Stored items
========================================================================

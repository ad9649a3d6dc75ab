//! Reminder debounce ledger entries.

use chrono::{DateTime, Utc};
use serde::{Deserialize, Serialize};

/// Last firing time for one `medicineId#HH:MM` key.
#[derive(Debug, Clone, PartialEq, Eq, Serialize, Deserialize)]
pub struct NotificationRecord {
    pub key: String,
    pub ts: DateTime<Utc>,
}

/// Ledger key for a medicine's dose time.
pub fn reminder_key(medicine_id: &str, scheduled_time: &str) -> String {
    format!("{medicine_id}#{scheduled_time}")
}

/// Replaces any record for `key` with a fresh one stamped `ts`.
pub fn upsert_record(records: &mut Vec<NotificationRecord>, key: String, ts: DateTime<Utc>) {
    records.retain(|record| record.key != key);
    records.push(NotificationRecord { key, ts });
}
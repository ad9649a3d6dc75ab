//! Notification delivery boundary.
//!
//! # Responsibility
//! - Describe the external sink that shows reminders to the user.
//! - Choose between a system notification and the inline alert fallback.
//!
//! # Invariants
//! - Delivery is fire-and-forget: no acknowledgement, no retry.
//! - Without `Granted` permission the inline alert is used; delivery never fails.

use std::cell::{Cell, RefCell};

/// Tri-state notification permission.
#[derive(Debug, Clone, Copy, PartialEq, Eq)]
pub enum NotificationPermission {
    Granted,
    Denied,
    /// Not asked yet.
    Default,
}

impl NotificationPermission {
    pub fn as_str(self) -> &'static str {
        match self {
            Self::Granted => "granted",
            Self::Denied => "denied",
            Self::Default => "default",
        }
    }
}

/// How a notification reached the user.
#[derive(Debug, Clone, Copy, PartialEq, Eq)]
pub enum Delivery {
    System,
    Alert,
}

/// External side-effecting display surface.
pub trait NotificationSink {
    fn permission(&self) -> NotificationPermission;

    /// Asks the platform for permission and returns the resulting state.
    fn request_permission(&self) -> NotificationPermission;

    fn show_system(&self, title: &str, body: &str);

    /// Blocking inline alert used when system notifications are unavailable.
    fn show_alert(&self, title: &str, body: &str);

    fn play_chime(&self) {}
}

/// Shows `title`/`body` through the best channel the sink allows.
pub fn deliver(sink: &dyn NotificationSink, title: &str, body: &str) -> Delivery {
    if sink.permission() == NotificationPermission::Granted {
        sink.show_system(title, body);
        Delivery::System
    } else {
        sink.show_alert(title, body);
        Delivery::Alert
    }
}

/// One notification captured by `RecordingSink`.
#[derive(Debug, Clone, PartialEq, Eq)]
pub struct Delivered {
    pub delivery: Delivery,
    pub title: String,
    pub body: String,
}

/// Sink that records deliveries in memory.
#[derive(Debug)]
pub struct RecordingSink {
    permission: Cell<NotificationPermission>,
    granted_on_request: bool,
    delivered: RefCell<Vec<Delivered>>,
    chimes: Cell<usize>,
}

impl RecordingSink {
    pub fn new(permission: NotificationPermission) -> Self {
        Self {
            permission: Cell::new(permission),
            granted_on_request: true,
            delivered: RefCell::new(Vec::new()),
            chimes: Cell::new(0),
        }
    }

    /// Makes `request_permission` answer `Denied`.
    pub fn denying_requests(mut self) -> Self {
        self.granted_on_request = false;
        self
    }

    pub fn delivered(&self) -> Vec<Delivered> {
        self.delivered.borrow().clone()
    }

    pub fn chimes(&self) -> usize {
        self.chimes.get()
    }
}

impl NotificationSink for RecordingSink {
    fn permission(&self) -> NotificationPermission {
        self.permission.get()
    }

    fn request_permission(&self) -> NotificationPermission {
        if self.permission.get() == NotificationPermission::Default {
            self.permission.set(if self.granted_on_request {
                NotificationPermission::Granted
            } else {
                NotificationPermission::Denied
            });
        }
        self.permission.get()
    }

    fn show_system(&self, title: &str, body: &str) {
        self.delivered.borrow_mut().push(Delivered {
            delivery: Delivery::System,
            title: title.to_string(),
            body: body.to_string(),
        });
    }

    fn show_alert(&self, title: &str, body: &str) {
        self.delivered.borrow_mut().push(Delivered {
            delivery: Delivery::Alert,
            title: title.to_string(),
            body: body.to_string(),
        });
    }

    fn play_chime(&self) {
        self.chimes.set(self.chimes.get() + 1);
    }
}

========================================================================

> _Directions_
For this exercise, write out all of the data exactly.

> _Exercise result_
repository ad9649a3d6dc75ab
//! Reminder debounce ledger entries.

use chrono::{DateTime, Utc};
use serde::{Deserialize, Serialize};

/// Last firing time for one `medicineId#HH:MM` key.
#[derive(Debug, Clone, PartialEq, Eq, Serialize, Deserialize)]
pub struct NotificationRecord {
    pub key: String,
    pub ts: DateTime<Utc>,
}

/// Ledger key for a medicine's dose time.
pub fn reminder_key(medicine_id: &str, scheduled_time: &str) -> String {
    format!("{medicine_id}#{scheduled_time}")
}

/// Replaces any record for `key` with a fresh one stamped `ts`.
pub fn upsert_record(records: &mut Vec<NotificationRecord>, key: String, ts: DateTime<Utc>) {
    records.retain(|record| record.key != key);
    records.push(NotificationRecord { key, ts });
}
repository ad9649a3d6dc75ab
//! Notification delivery boundary.
//!
//! # Responsibility
//! - Describe the external sink that shows reminders to the user.
//! - Choose between a system notification and the inline alert fallback.
//!
//! # Invariants
//! - Delivery is fire-and-forget: no acknowledgement, no retry.
//! - Without `Granted` permission the inline alert is used; delivery never fails.

use std::cell::{Cell, RefCell};

/// Tri-state notification permission.
#[derive(Debug, Clone, Copy, PartialEq, Eq)]
pub enum NotificationPermission {
    Granted,
    Denied,
    /// Not asked yet.
    Default,
}

impl NotificationPermission {
    pub fn as_str(self) -> &'static str {
        match self {
            Self::Granted => "granted",
            Self::Denied => "denied",
            Self::Default => "default",
        }
    }
}

/// How a notification reached the user.
#[derive(Debug, Clone, Copy, PartialEq, Eq)]
pub enum Delivery {
    System,
    Alert,
}

/// External side-effecting display surface.
pub trait NotificationSink {
    fn permission(&self) -> NotificationPermission;

    /// Asks the platform for permission and returns the resulting state.
    fn request_permission(&self) -> NotificationPermission;

    fn show_system(&self, title: &str, body: &str);

    /// Blocking inline alert used when system notifications are unavailable.
    fn show_alert(&self, title: &str, body: &str);

    fn play_chime(&self) {}
}

/// Shows `title`/`body` through the best channel the sink allows.
pub fn deliver(sink: &dyn NotificationSink, title: &str, body: &str) -> Delivery {
    if sink.permission() == NotificationPermission::Granted {
        sink.show_system(title, body);
        Delivery::System
    } else {
        sink.show_alert(title, body);
        Delivery::Alert
    }
}

/// One notification captured by `RecordingSink`.
#[derive(Debug, Clone, PartialEq, Eq)]
pub struct Delivered {
    pub delivery: Delivery,
    pub title: String,
    pub body: String,
}

/// Sink that records deliveries in memory.
#[derive(Debug)]
pub struct RecordingSink {
    permission: Cell<NotificationPermission>,
    granted_on_request: bool,
    delivered: RefCell<Vec<Delivered>>,
    chimes: Cell<usize>,
}

impl RecordingSink {
    pub fn new(permission: NotificationPermission) -> Self {
        Self {
            permission: Cell::new(permission),
            granted_on_request: true,
            delivered: RefCell::new(Vec::new()),
            chimes: Cell::new(0),
        }
    }

    /// Makes `request_permission` answer `Denied`.
    pub fn denying_requests(mut self) -> Self {
        self.granted_on_request = false;
        self
    }

    pub fn delivered(&self) -> Vec<Delivered> {
        self.delivered.borrow().clone()
    }

    pub fn chimes(&self) -> usize {
        self.chimes.get()
    }
}

impl NotificationSink for RecordingSink {
    fn permission(&self) -> NotificationPermission {
        self.permission.get()
    }

    fn request_permission(&self) -> NotificationPermission {
        if self.permission.get() == NotificationPermission::Default {
            self.permission.set(if self.granted_on_request {
                NotificationPermission::Granted
            } else {
                NotificationPermission::Denied
            });
        }
        self.permission.get()
    }

    fn show_system(&self, title: &str, body: &str) {
        self.delivered.borrow_mut().push(Delivered {
            delivery: Delivery::System,
            title: title.to_string(),
            body: body.to_string(),
        });
    }

    fn show_alert(&self, title: &str, body: &str) {
        self.delivered.borrow_mut().push(Delivered {
            delivery: Delivery::Alert,
            title: title.to_string(),
            body: body.to_string(),
        });
    }

    fn play_chime(&self) {
        self.chimes.set(self.chimes.get() + 1);
    }
}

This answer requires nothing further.